FAULT-LINES evident before the pandemic have widened and grown more destructive, but it has also been “a story of seeing God at work,” the chief executive of the Church Army (CA), the Revd Dr Peter Rouch, says.
In a foreword to a new report, Mission in a Pandemic, he describes March 2020 to April 2021 as “a season of life unparalleled in living memory”. Almost all the CA’s 29 centres of mission (CoM) identified increasing numbers experiencing poverty and financial and food insecurity; 19 were providing food, and 23,800 food parcels were sent to 3100 households.
In Dundee, several people had had to choose between “heating or eating”; in Haverfordwest, the pandemic had a big impact on business and industry, which relies heavily on income from tourism.
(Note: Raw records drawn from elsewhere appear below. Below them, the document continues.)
impl Message {
    /// Allocates a zeroed message for `table` in `arena`.
    pub fn new(table: &MiniTable, arena: &Arena<'_>) -> Option<Message> {
        let size = HEADER_SIZE + table.size();
        let raw = arena.malloc_zeroed(size)?;
        let body = unsafe { raw.as_ptr().add(HEADER_SIZE) };
        NonNull::new(body.cast::<Object>()).map(Message)
    }

    /// Wraps a body pointer stored in a message slot; null means "not set".
    #[inline(always)]
    pub(crate) fn from_slot(ptr: *mut u8) -> Option<Message> {
        NonNull::new(ptr.cast::<Object>()).map(Message)
    }

    #[inline(always)]
    pub fn as_ptr(self) -> *mut u8 {
        self.0.as_ptr().cast::<u8>()
    }

    #[inline(always)]
    pub(crate) fn ptr_at<T>(self, offset: usize) -> *mut T {
        unsafe { self.as_ptr().add(offset).cast::<T>() }
    }

    #[inline(always)]
    pub(crate) fn get<T: Copy>(self, offset: usize) -> T {
        unsafe { self.ptr_at::<T>(offset).read_unaligned() }
    }

    #[inline(always)]
    pub(crate) fn set<T>(self, offset: usize, val: T) {
        unsafe { self.ptr_at::<T>(offset).write_unaligned(val) }
    }

    #[inline(always)]
    pub(crate) fn has_bit(self, index: u16) -> bool {
        self.get::<u8>(index as usize / 8) & (1 << (index % 8)) != 0
    }

    #[inline(always)]
    pub(crate) fn set_has_bit(self, index: u16) {
        let byte = self.ptr_at::<u8>(index as usize / 8);
        unsafe { *byte |= 1 << (index % 8) };
    }

    #[inline(always)]
    pub(crate) fn clear_has_bit(self, index: u16) {
        let byte = self.ptr_at::<u8>(index as usize / 8);
        unsafe { *byte &= !(1 << (index % 8)) };
    }

    #[inline(always)]
    pub(crate) fn oneof_case(self, case_offset: usize) -> u32 {
        self.get::<u32>(case_offset)
    }

    #[inline(always)]
    pub(crate) fn set_oneof_case(self, case_offset: usize, number: u32) {
        self.set::<u32>(case_offset, number)
    }

    /// The first 64 hasbits as one word, for required-field checks.
    pub(crate) fn hasbit_word(self, table: &MiniTable) -> u64 {
        let mut bytes = [0u8; 8];
        let n = table.size().min(8);
        unsafe { core::ptr::copy_nonoverlapping(self.as_ptr(), bytes.as_mut_ptr(), n) };
        u64::from_le_bytes(bytes)
    }

    fn internal_slot(self) -> *mut *mut Internal {
        unsafe { self.as_ptr().sub(HEADER_SIZE).cast::<*mut Internal>() }
    }

    fn internal(self) -> Option<&'static mut Internal> {
        unsafe { self.internal_slot().read().as_mut() }
    }

    fn internal_base(internal: &Internal) -> *mut u8 {
        internal as *const Internal as *mut u8
    }

    /// Zeroes the body and forgets unknown fields and extensions.
    pub fn clear(self, table: &MiniTable) {
        unsafe { core::ptr::write_bytes(self.as_ptr(), 0, table.size()) };
        if let Some(internal) = self.internal() {
            internal.unknown_end = INTERNAL_DATA as u32;
            internal.ext_begin = internal.size;
        }
    }

    /// Makes room for `need` more bytes between the unknown data and the
    /// extension records.
    fn reserve(self, need: usize, arena: &Arena<'_>) -> Option<&'static mut Internal> {
        match self.internal() {
            None => {
                let size = align_up((INTERNAL_DATA + need).max(MIN_INTERNAL_SIZE), 8);
                let raw = arena.malloc(size)?.cast::<Internal>();
                unsafe {
                    raw.as_ptr().write(Internal {
                        size: size as u32,
                        unknown_end: INTERNAL_DATA as u32,
                        ext_begin: size as u32,
                        _pad: 0,
                    });
                    self.internal_slot().write(raw.as_ptr());
                    Some(&mut *raw.as_ptr())
                }
            }
            Some(internal) => {
                let free = (internal.ext_begin - internal.unknown_end) as usize;
                if free >= need {
                    return Some(internal);
                }
                let old_size = internal.size as usize;
                let new_size = align_up((old_size + need).next_power_of_two(), 8);
                if new_size > u32::MAX as usize {
                    return None;
                }
                let ext_bytes = old_size - internal.ext_begin as usize;
                let old = NonNull::new(Self::internal_base(internal))?;
                let raw = arena.realloc(Some(old), old_size, new_size)?;
                unsafe {
                    let fresh = &mut *raw.as_ptr().cast::<Internal>();
                    let new_ext_begin = new_size - ext_bytes;
                    core::ptr::copy(
                        raw.as_ptr().add(fresh.ext_begin as usize),
                        raw.as_ptr().add(new_ext_begin),
                        ext_bytes,
                    );
                    fresh.ext_begin = new_ext_begin as u32;
                    fresh.size = new_size as u32;
                    self.internal_slot().write(fresh);
                    Some(fresh)
                }
            }
        }
    }

    /// Appends raw wire bytes to the unknown field storage.
    pub fn add_unknown(self, bytes: &[u8], arena: &Arena<'_>) -> bool {
        if bytes.is_empty() {
            return true;
        }
        let Some(internal) = self.reserve(bytes.len(), arena) else {
            return false;
        };
        unsafe {
            let dst = Self::internal_base(internal).add(internal.unknown_end as usize);
            core::ptr::copy_nonoverlapping(bytes.as_ptr(), dst, bytes.len());
        }
        internal.unknown_end += bytes.len() as u32;
        true
    }

    /// All unknown field bytes, in the order they were added.
    ///
    /// # Safety
    /// `'r` must not outlive the arena holding this message, and no unknown
    /// fields may be added or discarded while the slice is in use.
    pub unsafe fn unknown<'r>(self) -> &'r [u8] {
        match self.internal() {
            Some(internal) => unsafe {
                let start = Self::internal_base(internal).add(INTERNAL_DATA);
                core::slice::from_raw_parts(start, internal.unknown_end as usize - INTERNAL_DATA)
            },
            None => &[],
        }
    }

    pub fn has_unknown(self) -> bool {
        self.internal().is_some_and(|internal| internal.unknown_end as usize > INTERNAL_DATA)
    }

    /// Iterates the unknown data one wire-format field at a time.
    ///
    /// # Safety
    /// As for [`Message::unknown`].
    pub unsafe fn unknown_chunks<'r>(self) -> UnknownChunks<'r> {
        UnknownChunks { rest: unsafe { self.unknown() } }
    }

    /// Drops this message's unknown fields (not those of sub-messages).
    pub fn discard_unknown_shallow(self) {
        if let Some(internal) = self.internal() {
            internal.unknown_end = INTERNAL_DATA as u32;
        }
    }

    /// Extension records, most recently added first.
    ///
    /// # Safety
    /// `'r` must not outlive the arena holding this message, and no
    /// extension may be added or cleared while the slice is in use.
    pub unsafe fn extensions<'r>(self) -> &'r [Extension] {
        match self.internal() {
            Some(internal) => unsafe {
                let start = Self::internal_base(internal).add(internal.ext_begin as usize);
                let count = (internal.size - internal.ext_begin) as usize / core::mem::size_of::<Extension>();
                core::slice::from_raw_parts(start.cast::<Extension>(), count)
            },
            None => &[],
        }
    }

    pub fn extension_count(self) -> usize {
        unsafe { self.extensions() }.len()
    }

    /// Iteration helper: the extension after position `*iter`, advancing it.
    ///
    /// # Safety
    /// As for [`Message::extensions`].
    pub unsafe fn next_extension<'r>(self, iter: &mut usize) -> Option<&'r Extension> {
        let ext = unsafe { self.extensions() }.get(*iter)?;
        *iter += 1;
        Some(ext)
    }

    pub(crate) fn find_extension(self, ext: &MiniTableExtension) -> Option<&'static mut Extension> {
        let exts = unsafe { self.extensions() };
        let i = exts.iter().position(|e| core::ptr::eq(e.ext, ext))?;
        unsafe { Some(&mut *(exts.as_ptr().add(i) as *mut Extension)) }
    }

    /// Finds the record for `ext`, appending a zeroed one if needed.
    pub(crate) fn get_or_create_extension(
        self,
        ext: &MiniTableExtension,
        arena: &Arena<'_>,
    ) -> Option<&'static mut Extension> {
        if let Some(found) = self.find_extension(ext) {
            return Some(found);
        }
        let record = core::mem::size_of::<Extension>();
        let internal = self.reserve(record, arena)?;
        internal.ext_begin -= record as u32;
        unsafe {
            let slot = Self::internal_base(internal)
                .add(internal.ext_begin as usize)
                .cast::<Extension>();
            slot.write(Extension {
                ext,
                data: [0; 2],
            });
            Some(&mut *slot)
        }
    }

    /// Removes the record for `ext`, if any.
    pub fn clear_extension(self, ext: &MiniTableExtension) {
        let Some(internal) = self.internal() else {
            return;
        };
        if let Some(found) = self.find_extension(ext) {
            unsafe {
                let first = Self::internal_base(internal)
                    .add(internal.ext_begin as usize)
                    .cast::<Extension>();
                *found = first.read();
            }
            internal.ext_begin += core::mem::size_of::<Extension>() as u32;
        }
    }
}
In Medway, the pandemic had “magnified existing inequalities and divisions”.
Emotional support for the greater number of adults and young people experiencing mental-health issues or distress was also in high demand. The report acknowledges that there are no easy or straightforward answers to questions about resourcing volunteers, future financial sustainability, and re-establishing or creating community or youth work.
Centres report greater isolation in the rural community: Llandaff refers to unreliable internet connection. Online provision has been a struggle in Greenwich (Eltham). In Scunthorpe, “it has been concerning that those who used to attend church regularly cannot access online services due to tech poverty and/or stage of life and technological confidence.”
In Newry, the Lead Evangelist, Scott McDonald, said that many people had felt “adrift and anxious”, especially those living alone. Bradford CoM reported “a massive increase in young people’s mental-health needs”; the centre has also been supporting young people through grief and tragedy as well as providing emotional and pastoral support.
Centres of mission have been creative and flexible in responding to changing rules on gathering, providing pastoral support, and working with local organisations, the report says. Some were helping people to learn to cook; cook-and-eat sessions were run for vulnerable families in Bradford, and recipe boxes were set up in Sheffield. Emotional support included doorstep conversations, pastoral walks, phoning or text-messaging, and welfare calls.
Eighteen centres reported fresh expressions of church or new worshipping communities. Centres worked with an estimated 463 volunteers, but social-distancing restrictions and lack of face-to-face activity had made engaging existing volunteers more difficult, the centres reported. One of the biggest challenges to come was finding more volunteers, as “many felt there was still lots of uncertainty about what will happen in the future.”
Amid the difficulties, the research uncovered “statistics and stories to celebrate and sources of joy to be found”, and provided “a snapshot into the continuing impact that Centres of Mission have in an ever-changing landscape”, the report concludes.